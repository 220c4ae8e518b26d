//! # ベストアンサー選択ユースケース
//!
//! 質問の作成者が回答の 1 つをベストアンサーに選ぶ。
//!
//! 同じ質問への選択は質問行のロックで直列化し、旧回答のフラグ解除と
//! 新回答のフラグ設定を 1 トランザクションで行う。DB 側でも
//! `answers(question_id) WHERE best_answer` の部分一意インデックスで
//! 1 質問 1 件を保証する。

use std::sync::Arc;

use forum_domain::{
    answer::AnswerId,
    authorization::{Action, Policy, Resource},
    best_answer::{BestAnswerSlot, BestAnswerTransition},
    user::UserId,
};
use forum_infra::{
    db::TransactionManager,
    repository::{AnswerRepository, QuestionRepository},
};

use crate::{
    error::CoreError,
    usecase::{
        QuestionWithAnswers,
        helpers::{FindResultExt, ensure_allowed},
        load_question_with_answers,
    },
};

/// ベストアンサー選択の結果
#[derive(Debug, Clone, PartialEq, Eq)]
pub struct BestAnswerOutcome {
    pub question:     QuestionWithAnswers,
    /// すでに同じ回答が選ばれていた（書き込みなし）
    pub already_best: bool,
}

/// ベストアンサー選択ユースケースの実装
pub struct BestAnswerUseCaseImpl {
    question_repo: Arc<dyn QuestionRepository>,
    answer_repo:   Arc<dyn AnswerRepository>,
    policy:        Arc<dyn Policy>,
    tx_manager:    Arc<dyn TransactionManager>,
}

impl BestAnswerUseCaseImpl {
    pub fn new(
        question_repo: Arc<dyn QuestionRepository>,
        answer_repo: Arc<dyn AnswerRepository>,
        policy: Arc<dyn Policy>,
        tx_manager: Arc<dyn TransactionManager>,
    ) -> Self {
        Self {
            question_repo,
            answer_repo,
            policy,
            tx_manager,
        }
    }

    /// 回答をベストアンサーに選ぶ
    ///
    /// 1. 回答を取得（存在しなければ `NotFound`）
    /// 2. 親の質問を行ロックし、回答をロック下で再取得する
    ///    （待機中に削除されていれば `NotFound`）
    /// 3. 質問の作成者でなければ `Forbidden`（状態は変えない）
    /// 4. 現在の枠から遷移を決める
    ///    - 同じ回答: 書き込みなしで `already_best`
    ///    - それ以外: 旧回答のフラグを外し、新回答にフラグを立ててコミット
    #[tracing::instrument(skip_all, fields(%user_id, %answer_id))]
    pub async fn mark_best(
        &self,
        user_id: &UserId,
        answer_id: &AnswerId,
    ) -> Result<BestAnswerOutcome, CoreError> {
        let answer = self
            .answer_repo
            .find_by_id(answer_id)
            .await
            .or_not_found("回答")?;

        let mut tx = self.tx_manager.begin().await?;
        let question = self
            .question_repo
            .find_for_update(&mut tx, answer.question_id())
            .await
            .or_not_found("質問")?;
        let answer = self
            .answer_repo
            .find_for_update(&mut tx, answer_id)
            .await
            .or_not_found("回答")?;
        ensure_allowed(
            self.policy.as_ref(),
            user_id,
            Action::MarkAsBest,
            Resource::Answer {
                answer:   &answer,
                question: &question,
            },
        )?;

        let slot = BestAnswerSlot::from_current(
            self.answer_repo
                .find_best_in_tx(&mut tx, question.id())
                .await?,
        );
        let transition = slot.transition(answer.id());

        let already_best = match &transition {
            BestAnswerTransition::AlreadyBest => {
                // 書き込みなし（ドロップでロールバック）
                drop(tx);
                true
            }
            BestAnswerTransition::Select { clear, set } => {
                if let Some(previous) = clear {
                    self.answer_repo
                        .set_best_answer(&mut tx, previous, false)
                        .await?;
                }
                self.answer_repo
                    .set_best_answer(&mut tx, set, true)
                    .await
                    .map_err(|e| {
                        if e.is_conflict() {
                            CoreError::Conflict(
                                "この質問には既に別のベストアンサーがあります".to_string(),
                            )
                        } else {
                            CoreError::Database(e)
                        }
                    })?;
                tx.commit().await?;
                false
            }
        };

        tracing::info!(
            slot = ?slot.apply(&transition),
            already_best,
            "ベストアンサーを選択しました"
        );

        let question = load_question_with_answers(
            self.question_repo.as_ref(),
            self.answer_repo.as_ref(),
            question.id(),
        )
        .await?;

        Ok(BestAnswerOutcome {
            question,
            already_best,
        })
    }
}

#[cfg(test)]
mod tests {
    use forum_domain::answer::Answer;
    use pretty_assertions::assert_eq;

    use super::*;
    use crate::test_utils::ForumTestBuilder;

    fn best_ids(question: &QuestionWithAnswers) -> Vec<AnswerId> {
        question
            .answers
            .iter()
            .filter(|a| a.is_best_answer())
            .map(|a| a.id().clone())
            .collect()
    }

    #[tokio::test]
    async fn test_質問者は回答をベストアンサーに選べる() {
        let builder = ForumTestBuilder::new();
        let setup = builder.build();
        let asker = UserId::new();
        let question = builder.build_question(&asker, "Pick one");
        let answer = builder.build_answer(&question, &UserId::new(), "回答");
        setup.question_repo.add_question(question.clone());
        setup.answer_repo.add_answer(answer.clone());

        let outcome = setup.best_answers.mark_best(&asker, answer.id()).await.unwrap();

        assert!(!outcome.already_best);
        assert_eq!(best_ids(&outcome.question), vec![answer.id().clone()]);
    }

    #[tokio::test]
    async fn test_同じ回答を2回選ぶと2回目はalready_bestで変化しない() {
        let builder = ForumTestBuilder::new();
        let setup = builder.build();
        let asker = UserId::new();
        let question = builder.build_question(&asker, "Twice");
        let answer = builder.build_answer(&question, &UserId::new(), "回答");
        setup.question_repo.add_question(question.clone());
        setup.answer_repo.add_answer(answer.clone());
        let first = setup.best_answers.mark_best(&asker, answer.id()).await.unwrap();

        let second = setup.best_answers.mark_best(&asker, answer.id()).await.unwrap();

        assert!(second.already_best);
        assert_eq!(second.question, first.question);
    }

    #[tokio::test]
    async fn test_別の回答を選ぶと旧回答のフラグが外れる() {
        let builder = ForumTestBuilder::new();
        let setup = builder.build();
        let asker = UserId::new();
        let question = builder.build_question(&asker, "Reassign");
        let first: Answer = builder.build_answer(&question, &UserId::new(), "最初の回答");
        let second: Answer = builder.build_answer(&question, &asker, "自分の回答");
        setup.question_repo.add_question(question.clone());
        setup.answer_repo.add_answer(first.clone());
        setup.answer_repo.add_answer(second.clone());
        setup.best_answers.mark_best(&asker, first.id()).await.unwrap();

        let outcome = setup.best_answers.mark_best(&asker, second.id()).await.unwrap();

        assert_eq!(best_ids(&outcome.question), vec![second.id().clone()]);
        let first_stored = setup.answer_repo.find_by_id(first.id()).await.unwrap().unwrap();
        assert!(!first_stored.is_best_answer());
    }

    #[tokio::test]
    async fn test_質問者以外はforbiddenで状態は変わらない() {
        let builder = ForumTestBuilder::new();
        let setup = builder.build();
        let question = builder.build_question(&UserId::new(), "Not yours");
        let answerer = UserId::new();
        let answer = builder.build_answer(&question, &answerer, "回答");
        setup.question_repo.add_question(question.clone());
        setup.answer_repo.add_answer(answer.clone());

        // 回答者本人でも質問者でなければ選べない
        let err = setup
            .best_answers
            .mark_best(&answerer, answer.id())
            .await
            .unwrap_err();

        assert!(matches!(err, CoreError::Forbidden(_)));
        let stored = setup.answer_repo.find_by_id(answer.id()).await.unwrap().unwrap();
        assert!(!stored.is_best_answer());
    }

    #[tokio::test]
    async fn test_存在しない回答はnot_found() {
        let setup = ForumTestBuilder::new().build();

        let err = setup
            .best_answers
            .mark_best(&UserId::new(), &AnswerId::new())
            .await
            .unwrap_err();

        assert!(matches!(err, CoreError::NotFound(_)));
    }
}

# Exercise requirements
Pull every line that holds the string "BestAnswerTransition" out of the records.

# Answer section
    best_answer::{BestAnswerSlot, BestAnswerTransition},
            BestAnswerTransition::AlreadyBest => {
            BestAnswerTransition::Select { clear, set } => {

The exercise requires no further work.